- _WHAT THE EXERCISE ASKS_
Using the listing below, report each line holding the string "type".

- _ENTRIES PROVIDED_
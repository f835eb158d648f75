// Copyright 2025 Google LLC
//
// Licensed under the Apache License, Version 2.0 (the "License");
// you may not use this file except in compliance with the License.
// You may obtain a copy of the License at
//
//     https://www.apache.org/licenses/LICENSE-2.0
//
// Unless required by applicable law or agreed to in writing, software
// distributed under the License is distributed on an "AS IS" BASIS,
// WITHOUT WARRANTIES OR CONDITIONS OF ANY KIND, either express or implied.
// See the License for the specific language governing permissions and
// limitations under the License.

//! Errors created during client construction.
//!
//! All configuration problems are detected when the client is built, or when
//! an [EndpointMode][crate::endpoint::EndpointMode] is parsed. They are never
//! retried.

type BoxError = Box<dyn std::error::Error + Send + Sync + 'static>;

/// The error type for [Client][crate::client::Client] builders.
///
/// Applications rarely need to create instances of this error type. The
/// exception might be when testing application code, where the application is
/// mocking a client library behavior.
#[derive(thiserror::Error, Debug)]
#[error(transparent)]
pub struct Error(ErrorKind);

impl Error {
    /// The custom endpoint is not a valid metadata service URL.
    pub fn is_invalid_endpoint(&self) -> bool {
        matches!(self.0, ErrorKind::InvalidEndpoint(_))
    }

    /// The endpoint mode name is not recognized.
    pub fn is_unknown_mode(&self) -> bool {
        matches!(self.0, ErrorKind::UnknownMode(_))
    }

    /// The session token TTL is outside the range accepted by the service.
    pub fn is_invalid_token_ttl(&self) -> bool {
        matches!(self.0, ErrorKind::InvalidTokenTtl(_))
    }

    /// The default transport could not be created.
    pub fn is_transport(&self) -> bool {
        matches!(self.0, ErrorKind::Transport(_))
    }

    pub(crate) fn invalid_endpoint<T>(source: T) -> Error
    where
        T: Into<BoxError>,
    {
        Error(ErrorKind::InvalidEndpoint(source.into()))
    }

    pub(crate) fn unknown_mode<T: Into<String>>(mode: T) -> Error {
        Error(ErrorKind::UnknownMode(mode.into()))
    }

    pub(crate) fn invalid_token_ttl(ttl: std::time::Duration) -> Error {
        Error(ErrorKind::InvalidTokenTtl(ttl))
    }

    pub(crate) fn transport<T>(source: T) -> Error
    where
        T: Into<BoxError>,
    {
        Error(ErrorKind::Transport(source.into()))
    }
}

#[derive(thiserror::Error, Debug)]
enum ErrorKind {
    #[error("invalid metadata service endpoint: {0}")]
    InvalidEndpoint(#[source] BoxError),
    #[error("unknown endpoint mode `{0}`, expected `IPv4` or `IPv6`")]
    UnknownMode(String),
    #[error("token TTL must be between 1 and 21600 seconds, got {0:?}")]
    InvalidTokenTtl(std::time::Duration),
    #[error("cannot create the HTTP transport: {0}")]
    Transport(#[source] BoxError),
}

- _WORKED SOLUTION_
type BoxError = Box<dyn std::error::Error + Send + Sync + 'static>;
/// The error type for [Client][crate::client::Client] builders.
/// Applications rarely need to create instances of this error type. The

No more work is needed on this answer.